Japan's dip in COVID-19 cases baffles experts as winter 'nightmare' remains a risk

Japan Times -- Oct 05
Japan’s COVID-19 case numbers have plummeted to the lowest in nearly a year just as other parts of Asia are struggling with surging infections, leaving health experts perplexed and raising concerns of a winter rebound.

New daily cases in Tokyo dropped to 87 on Monday, the lowest tally since Nov. 2 last year, and a precipitous decline from more than 5,000 a day in an August wave that hammered the capital’s medical infrastructure.

The pattern is the same across the country.

After a slow start, Japan has made rapid progress in its vaccination campaign and almost six months of emergency distancing restrictions have likely helped stem the spread of the virus.

Nevertheless, the speed with which a wave of infections and hospitalizations fueled by the infectious delta variant has ebbed away has confounded the experts.

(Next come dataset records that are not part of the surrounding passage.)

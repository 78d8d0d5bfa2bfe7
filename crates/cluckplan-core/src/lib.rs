//! # Cluckplan Core Library
//!
//! Core logic for Cluckplan, a chicken-themed daily planner. Tasks, focus
//! sessions and a small catch-the-feather game all feed one reward currency
//! (feathers) plus rolling daily and weekly statistics.
//!
//! The CLI binary is a thin layer over this crate; nothing here depends on
//! a UI toolkit.
//!
//! ## Architecture
//!
//! - **Store**: [`AppStore`] owns all state, applies reward rules, persists
//!   after every change and notifies subscribers with [`Event`]s
//! - **Storage**: versioned JSON entries in a SQLite key-value table and a
//!   TOML [`Config`]
//! - **Timers**: caller-driven [`Ticker`]s with idempotent cancellation,
//!   used by the [`FocusCountdown`] and the [`GameRound`] simulation
//!
//! ## Key Components
//!
//! - [`AppStore`]: mutations, queries and day rollover
//! - [`rewards`]: the feather rules every mutation goes through
//! - [`GameRound`]: deterministic, seeded Feather Collector round

pub mod error;
pub mod events;
pub mod focus;
pub mod game;
pub mod rewards;
pub mod stats;
pub mod storage;
pub mod store;
pub mod task;
pub mod timer;

pub use error::{ConfigError, CoreError, StorageError};
pub use events::Event;
pub use focus::{CountdownEvent, CountdownState, FocusCountdown, FocusSession, SessionStatus};
pub use game::{GameEvent, GameRound, GameState, RoundPhase, RoundSettings, RoundSummary, Theme};
pub use stats::{Achievement, AchievementStatus, Rollover, RollingCounters, Statistics};
pub use storage::{Aggregates, Config, Database, KvGateway, MemoryKv, PersistenceGateway};
pub use store::{AppStore, ListenerId};
pub use task::{Task, TaskCategory};
pub use timer::{Clock, FixedClock, SystemClock, Ticker};
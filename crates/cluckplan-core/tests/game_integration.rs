//! Integration tests for a complete Feather Collector round reported to the
//! store.

use std::time::Duration;

use chrono::NaiveDate;
use cluckplan_core::{
    Aggregates, AppStore, FixedClock, GameEvent, GameRound, RoundPhase, RoundSettings,
};
use glam::Vec2;

fn store() -> AppStore {
    let today = NaiveDate::from_ymd_opt(2025, 10, 15).unwrap();
    AppStore::with_state(Aggregates::default(), FixedClock::on(today))
}

/// Move under the lowest feather still above the player, like a pointer
/// chasing it.
fn chase(round: &mut GameRound) {
    let player_y = round.player().y;
    let target = round
        .collectibles()
        .iter()
        .filter(|c| !c.collected && c.position.y < player_y)
        .max_by(|a, b| a.position.y.total_cmp(&b.position.y))
        .map(|c| c.position);
    if let Some(target) = target {
        round.move_player(Vec2::new(target.x, round.player().y));
    }
}

fn play_out(round: &mut GameRound) -> Vec<GameEvent> {
    let frame = Duration::from_millis(16);
    let mut events = Vec::new();
    for _ in 0..10_000 {
        if round.phase() != RoundPhase::Active {
            break;
        }
        chase(round);
        events.extend(round.advance(frame));
    }
    events
}

#[test]
fn test_full_round_reports_once() {
    let mut store = store();
    let mut round = GameRound::new(RoundSettings::default(), 2024);
    round.start();

    let events = play_out(&mut round);
    assert_eq!(round.phase(), RoundPhase::GameOver);
    assert!(!round.timers_running());

    let over: Vec<_> = events
        .iter()
        .filter_map(|e| match e {
            GameEvent::RoundOver(summary) => Some(*summary),
            _ => None,
        })
        .collect();
    assert_eq!(over.len(), 1);
    let summary = over[0];

    let collected = events
        .iter()
        .filter(|e| matches!(e, GameEvent::Collected { .. }))
        .count() as u32;
    assert_eq!(summary.collected, collected);
    assert_eq!(summary.final_score, collected * 10);
    assert!(collected > 0, "a chasing player should catch something");

    assert_eq!(round.report_to(&mut store), Some(summary));
    assert_eq!(round.report_to(&mut store), None);

    let stats = store.statistics();
    assert_eq!(stats.games_played, 1);
    assert_eq!(stats.best_game_score, summary.final_score);
    assert_eq!(stats.feathers_earned, summary.final_score / 10);
    assert_eq!(store.game_state().score, summary.final_score);
    assert!(!store.game_state().is_active);
}

#[test]
fn test_stopped_round_reports_nothing() {
    let mut store = store();
    let mut round = GameRound::new(RoundSettings::default(), 5);
    round.start();
    round.advance(Duration::from_secs(3));
    assert!(round.stop());
    assert!(!round.timers_running());
    assert_eq!(round.report_to(&mut store), None);
    assert_eq!(store.statistics().games_played, 0);
}

#[test]
fn test_same_seed_same_outcome() {
    let mut a = GameRound::new(RoundSettings::default(), 99);
    let mut b = GameRound::new(RoundSettings::default(), 99);
    a.start();
    b.start();
    let ea = play_out(&mut a);
    let eb = play_out(&mut b);
    assert_eq!(ea, eb);
    assert_eq!(a.summary(), b.summary());
}

#[test]
fn test_short_round_from_settings() {
    let settings = RoundSettings {
        round_secs: 3,
        ..RoundSettings::default()
    };
    let mut round = GameRound::new(settings, 1);
    round.start();
    let events = round.advance(Duration::from_secs(5));
    let ticks: Vec<_> = events
        .iter()
        .filter_map(|e| match e {
            GameEvent::CountdownTick { remaining_secs } => Some(*remaining_secs),
            _ => None,
        })
        .collect();
    assert_eq!(ticks, vec![2, 1, 0]);
    assert_eq!(round.phase(), RoundPhase::GameOver);
}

Kyoto University’s Hiroshi Nishiura is among those who believe the summer spike in cases and subsequent plunge were mainly due to trends in human activity.

Infectivity, as measured by the effective reproduction number, is correlated with holiday breaks, he said.

“During the holidays, we meet persons whom we seldom meet up with, and moreover, there is a substantial chance to eat together in a face-to-face environment,” Nishiura, a top infectious disease modeler advising the government, said.

Recent record cases in South Korea and Singapore may be connected to some midyear holidays, and a convergence of Asian and Western holidays at the end of the year could lead to a “nightmare,” he said.

But other experts say infection trends have less to do with travel and more to do with regular, seasonal trends.